Egypt’s financial regulator sets up a committee to oversee carbon emissions cutting units

Local Media

The Egyptian Financial Regulatory Authority (FRA) is establishing the Supervisory and Control Committee on Carbon Emissions Reduction Units and their terms of reference.

Mohamed Farid, Chairperson of the Financial Regulatory Authority (FRA), issued two resolutions No. 57 and 58 of 2023 to set up the new committee.

According to the new decision, the committee is responsible for developing rules for issuing carbon emission reduction certificates while developing rules for regulating and overseeing carbon emission reduction certificates, including requirements for constant full and open disclosure for carbon emission reduction projects and programs.

In addition, it will help in developing standards for selecting verification and approval bodies for carbon emission reduction projects and developing special guiding rules with the standards of integrity and credibility of carbon emission reduction certificates.

Moreover, it shall be tasked with preparing rules for avoiding conflicts of interest for parties involved in the process of issuing carbon emission reduction certificates, preparing rules for defining records of carbon emission reduction certificates whose certificates are valid for trading, and coordinating with the concerned authorities to establish the Egyptian registry for carbon emission reduction certificates, with a description of the types of certificates, reducing carbon emissions.

However, the committee also undertakes other tasks related to its work.

Mohamed Farid further explained that the committee was established due to the mutual work, collaboration, and combining of efforts with the appropriate parties to speed up the rate of activating the carbon emission reduction certificates for the trading market.
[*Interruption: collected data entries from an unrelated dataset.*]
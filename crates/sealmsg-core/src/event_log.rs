//! Append-only JSONL audit trail with a SHA-256 hash chain.
//!
//! The engine reports lifecycle events through [`EventSink`]; `EventLog` is
//! the file-backed sink, `TracingEventSink` the default when no log file is
//! configured.

use anyhow::{anyhow, Result};
use chrono::{DateTime, Utc};
use parking_lot::Mutex;
use serde::{Deserialize, Serialize};
use sha2::{Digest, Sha256};
use std::fs::{self, File, OpenOptions};
use std::io::{BufRead, BufReader, Write};
use std::path::{Path, PathBuf};

const MAX_ROTATIONS: usize = 5;
const CHAIN_START: &str = "CHAIN_START";

#[derive(Debug, Clone, Copy, Serialize, Deserialize, PartialEq, Eq)]
#[serde(rename_all = "SCREAMING_SNAKE_CASE")]
pub enum EventSeverity {
    Info,
    Warn,
    Error,
    Critical,
}

/// Observability collaborator for engine events.
pub trait EventSink: Send + Sync {
    fn record(&self, event_type: &str, severity: EventSeverity, data: serde_json::Value);
}

/// Forwards events to `tracing` only.
#[derive(Debug, Default, Clone, Copy)]
pub struct TracingEventSink;

impl EventSink for TracingEventSink {
    fn record(&self, event_type: &str, severity: EventSeverity, data: serde_json::Value) {
        match severity {
            EventSeverity::Info => tracing::info!(event = event_type, %data),
            EventSeverity::Warn => tracing::warn!(event = event_type, %data),
            EventSeverity::Error | EventSeverity::Critical => {
                tracing::error!(event = event_type, %data)
            }
        }
    }
}

#[derive(Debug, Clone, Serialize, Deserialize)]
pub struct EventEntry {
    pub seq: u64,
    pub timestamp: DateTime<Utc>,
    pub event_type: String,
    pub severity: EventSeverity,
    pub data: serde_json::Value,
    pub prev_hash: String,
    pub hash: String,
}

pub struct EventLog {
    path: PathBuf,
    inner: Mutex<LogState>,
    max_bytes: u64,
}

#[derive(Debug)]
struct LogState {
    last_seq: u64,
    last_hash: String,
}

impl EventLog {
    pub fn new<P: AsRef<Path>>(path: P, max_bytes: u64) -> Result<Self> {
        let path = path.as_ref().to_path_buf();
        if let Some(parent) = path.parent() {
            fs::create_dir_all(parent)?;
        }
        let (last_seq, last_hash) = Self::load_state(&path)?;
        Ok(Self {
            path,
            inner: Mutex::new(LogState {
                last_seq,
                last_hash,
            }),
            max_bytes,
        })
    }

    fn load_state(path: &Path) -> Result<(u64, String)> {
        Ok(read_entries(path)?
            .pop()
            .map_or((0, CHAIN_START.to_string()), |last| (last.seq, last.hash)))
    }

    fn compute_hash(entry_without_hash: &serde_json::Value) -> String {
        let mut hasher = Sha256::new();
        hasher.update(entry_without_hash.to_string().as_bytes());
        hex::encode(hasher.finalize())
    }

    pub fn append(
        &self,
        event_type: &str,
        severity: EventSeverity,
        data: serde_json::Value,
    ) -> Result<EventEntry> {
        let mut state = self.inner.lock();
        self.rotate_if_needed(&mut state)?;
        let seq = state.last_seq + 1;
        let mut entry_value = serde_json::json!({
            "seq": seq,
            "timestamp": Utc::now(),
            "event_type": event_type,
            "severity": severity,
            "data": data,
            "prev_hash": state.last_hash,
        });
        let hash = Self::compute_hash(&entry_value);
        entry_value["hash"] = serde_json::Value::String(hash.clone());

        let entry: EventEntry = serde_json::from_value(entry_value)?;
        self.write_entry(&entry)?;
        state.last_seq = seq;
        state.last_hash = hash;
        Ok(entry)
    }

    fn write_entry(&self, entry: &EventEntry) -> Result<()> {
        let mut file = OpenOptions::new()
            .create(true)
            .append(true)
            .open(&self.path)?;
        writeln!(file, "{}", serde_json::to_string(entry)?)?;
        file.flush()?;
        Ok(())
    }

    fn rotate_if_needed(&self, state: &mut LogState) -> Result<()> {
        match fs::metadata(&self.path) {
            Ok(meta) if meta.len() >= self.max_bytes => {}
            _ => return Ok(()),
        }
        for i in (1..=MAX_ROTATIONS).rev() {
            let rotated = self.path_with_suffix(i)?;
            if rotated.exists() {
                if i == MAX_ROTATIONS {
                    fs::remove_file(&rotated)?;
                } else {
                    fs::rename(&rotated, self.path_with_suffix(i + 1)?)?;
                }
            }
        }
        fs::rename(&self.path, self.path_with_suffix(1)?)?;
        // New file, new chain; seq stays monotonic.
        state.last_hash = CHAIN_START.to_string();
        Ok(())
    }

    /// Most recent first, optionally bounded by `since` and `limit`.
    pub fn read_recent(
        &self,
        since: Option<DateTime<Utc>>,
        limit: Option<usize>,
    ) -> Result<Vec<EventEntry>> {
        let mut entries: Vec<EventEntry> = read_entries(&self.path)?
            .into_iter()
            .filter(|e| since.map_or(true, |ts| e.timestamp >= ts))
            .collect();
        entries.reverse();
        if let Some(lim) = limit {
            entries.truncate(lim);
        }
        Ok(entries)
    }

    /// Recompute every hash in the current file and check the links.
    pub fn verify_chain(&self) -> Result<usize> {
        let entries = read_entries(&self.path)?;
        let mut prev: &str = CHAIN_START;
        for entry in &entries {
            if entry.prev_hash != prev {
                return Err(anyhow!("chain broken at seq {}", entry.seq));
            }
            let mut value = serde_json::to_value(entry)?;
            if let Some(obj) = value.as_object_mut() {
                obj.remove("hash");
            }
            if Self::compute_hash(&value) != entry.hash {
                return Err(anyhow!("hash mismatch at seq {}", entry.seq));
            }
            prev = entry.hash.as_str();
        }
        Ok(entries.len())
    }

    fn path_with_suffix(&self, index: usize) -> Result<PathBuf> {
        let filename = self
            .path
            .file_name()
            .ok_or_else(|| anyhow!("event log path has no file name"))?
            .to_string_lossy()
            .to_string();
        Ok(self.path.with_file_name(format!("{filename}.{index}")))
    }
}

/// Every entry of one log file in file order; a missing file is empty.
fn read_entries(path: &Path) -> Result<Vec<EventEntry>> {
    let file = match File::open(path) {
        Ok(file) => file,
        Err(err) if err.kind() == std::io::ErrorKind::NotFound => return Ok(Vec::new()),
        Err(err) => return Err(err.into()),
    };
    let mut entries = Vec::new();
    for line in BufReader::new(file).lines() {
        let line = line?;
        if !line.trim().is_empty() {
            entries.push(serde_json::from_str(&line)?);
        }
    }
    Ok(entries)
}

impl EventSink for EventLog {
    fn record(&self, event_type: &str, severity: EventSeverity, data: serde_json::Value) {
        TracingEventSink.record(event_type, severity, data.clone());
        if let Err(err) = self.append(event_type, severity, data) {
            tracing::warn!(error = %err, event = event_type, "event log append failed");
        }
    }
}
//! sealmsg-service: the engine that ties the store, ledger, access gate
//! and expiry sweeper together, plus the `sealmsg` command-line front end.

pub mod engine;
pub mod sweeper;

pub use engine::{Engine, EngineConfig};
pub use sweeper::{spawn_sweeper, SweeperHandle};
He also noted that the carbon emission reduction certificates were announced by FRA the Egyptian Exchange during the activities of the 27th Climate Summit (COP27) in the city of Sharm El-Sheikh in 2022, with the ultimate objective of motivating corporations to engage more in reducing carbon emissions to comply with international requirements and standards in this regard.

Furthermore, He said that in the past period and light of the preparation of the legislative framework regulating the new market, amendments have been made to the capital market law to allow the carbon emission reduction certificate to be considered a negotiable financial instrument, and all the necessary legislative and procedural requirements in this regard are being met, as the new market supports the state’s efforts aiming to achieve carbon neutrality to reduce global warming and boost financing for climate action.

Furthermore, He indicated that over the past period and in the context of the drafting of the legislative structure regulating the market, amendments to the capital market law have been made to allow the carbon emission reduction certificate to be considered an adjustable financial instrument, and all essential legislative and procedural requirements in this regard are being met, as the new market encourages the efforts of the state to achieve zero greenhouse gases in an effort to reduce global warming and boost financing for climate action.